Analytical Biochemistry, 2004
Currently, reversed-phase high-performance liquid chromatography (HPLC) is the method of choice for determining the types and amounts of muropeptide subunits comprising bacterial peptidoglycan. Although effective and sensitive, the technique does not lend itself to high throughput screening, and its complexity and equipment requirements may dissuade some investigators from pursuing certain types of cell wall experiments. Previously, we showed that muropeptides can be labeled with a fluorescent dye and separated by fluorophore-assisted carbohydrate electrophoresis (FACE), a simple and rapid gel procedure that might serve as a prelude to more intense analysis by HPLC. To validate the utility of FACE, we used both techniques to perform a side-by-side analysis of the peptidoglycan of eight mutants and their Escherichia coli parent strain. FACE and HPLC both detected the seven major muropeptides, which represent more than 95% of the total muropeptides present in this organism.

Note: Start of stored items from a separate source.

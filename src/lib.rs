//! # devgraph
//!
//! Folds point-in-time hardware inventory snapshots into a durable graph of device
//! records. Each snapshot is reconciled in two passes: devices are upserted by their
//! primary key (a canonical Redfish URI), then wired to their parents through the
//! weaker serial-number reference.

pub mod config;
pub mod discovery;
pub mod error;
pub mod index;
pub mod link;
pub mod merge;
pub mod model;
pub mod payload;
pub mod persistence;
pub mod reconcile;
pub mod store;

// Re-export main types for convenience
pub use config::DevgraphConfig;
pub use error::{ReconcileError, ReconcileResult};
pub use model::{
    DeviceId, DeviceRecord, DeviceSpec, Phase, ResourceKind, Snapshot, SnapshotId, SnapshotStatus,
};
pub use persistence::FileStore;
pub use reconcile::{Attempt, CancelToken, ReconcileReport};
pub use store::{DeviceStore, IdentityAllocator, InventoryStore, MemoryStore, SnapshotStore};

use chrono::Utc;
use std::sync::Arc;
use tracing::{info, warn};

/// Main API: submits snapshots and reconciles them against a store.
pub struct Reconciler {
    store: Arc<dyn InventoryStore>,
    cancel: CancelToken,
}

impl Reconciler {
    /// Create a reconciler over a store that serves every capability.
    pub fn with_store<S>(store: Arc<S>) -> Self
    where
        S: InventoryStore + 'static,
    {
        Self {
            store,
            cancel: CancelToken::new(),
        }
    }

    /// Use a caller-owned cancellation token for every attempt of this reconciler.
    ///
    /// A token stays cancelled, so once it fires every later attempt through
    /// this reconciler returns [`ReconcileError::Cancelled`]. Use
    /// [`Reconciler::reconcile_with`] to scope cancellation to one attempt.
    pub fn with_cancel_token(mut self, cancel: CancelToken) -> Self {
        self.cancel = cancel;
        self
    }

    pub fn cancel_token(&self) -> &CancelToken {
        &self.cancel
    }

    pub fn store(&self) -> &dyn InventoryStore {
        self.store.as_ref()
    }

    /// Store a new snapshot in `Pending` and return its identity.
    pub fn submit(&self, name: Option<String>, raw_data: String) -> anyhow::Result<SnapshotId> {
        let uid = SnapshotId(self.store.allocate(ResourceKind::DiscoverySnapshot)?);
        let now = Utc::now();
        let snapshot = Snapshot {
            metadata: model::Metadata {
                name: name.unwrap_or_else(|| format!("snapshot-{}", now.timestamp())),
                uid: uid.clone(),
                created_at: now,
                updated_at: now,
            },
            raw_data,
            status: SnapshotStatus::default(),
        };
        self.store.create_snapshot(&snapshot)?;
        info!(snapshot = snapshot.name(), uid = %uid, "submitted snapshot");
        Ok(uid)
    }

    /// Reconcile one snapshot. Safe to call again for the same snapshot.
    ///
    /// A malformed payload is not an error here: it shows up as phase `Error`.
    /// Errors are reserved for attempts that should be retried (see
    /// [`ReconcileError::is_retryable`]) or unknown snapshots.
    pub fn reconcile(&self, id: &SnapshotId) -> ReconcileResult<SnapshotStatus> {
        self.reconcile_detailed(id).map(|attempt| attempt.status)
    }

    /// Like [`Reconciler::reconcile`], also returning the pass counts.
    pub fn reconcile_detailed(&self, id: &SnapshotId) -> ReconcileResult<Attempt> {
        self.reconcile_with(id, &self.cancel)
    }

    /// Run one attempt under its own cancellation token instead of the
    /// reconciler's.
    pub fn reconcile_with(&self, id: &SnapshotId, cancel: &CancelToken) -> ReconcileResult<Attempt> {
        reconcile::reconcile_snapshot(
            self.store.as_device_store(),
            self.store.as_allocator(),
            self.store.as_snapshot_store(),
            id,
            cancel,
        )
    }

    /// Run both passes over a payload without a snapshot resource.
    pub fn reconcile_payload(&self, raw: &[u8]) -> ReconcileResult<ReconcileReport> {
        let candidates = payload::parse_payload(raw)?;
        reconcile::run_passes(
            self.store.as_device_store(),
            self.store.as_allocator(),
            candidates,
            &self.cancel,
        )
    }

    /// Reconcile every snapshot that has not reached a terminal phase, oldest first.
    ///
    /// Stops early on cancellation; other errors are reported per snapshot.
    pub fn reconcile_pending(
        &self,
    ) -> anyhow::Result<Vec<(SnapshotId, ReconcileResult<SnapshotStatus>)>> {
        let mut pending: Vec<Snapshot> = self
            .store
            .list_snapshots()?
            .into_iter()
            .filter(|snapshot| !snapshot.status.phase.is_terminal())
            .collect();
        pending.sort_by(|a, b| {
            a.metadata
                .created_at
                .cmp(&b.metadata.created_at)
                .then_with(|| a.uid().cmp(b.uid()))
        });

        let mut results = Vec::with_capacity(pending.len());
        for snapshot in pending {
            let result = self.reconcile(snapshot.uid());
            if let Err(err) = &result {
                warn!(snapshot = snapshot.name(), error = %err, "snapshot not reconciled");
            }
            let cancelled = matches!(result, Err(ReconcileError::Cancelled));
            results.push((snapshot.uid().clone(), result));
            if cancelled {
                break;
            }
        }
        Ok(results)
    }
}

In addition, FACE returned the same relative and quantitative results in 92% of 72 measurements, indicating that the procedure gives an accurate overview of peptidoglycan composition. The results also suggest a possible biochemical activity for the AmpC and AmpH proteins of E. coli, and the use of FACE as an in vitro enzyme assay detected possible substrate preferences for the endopeptidase penicillin binding protein 4.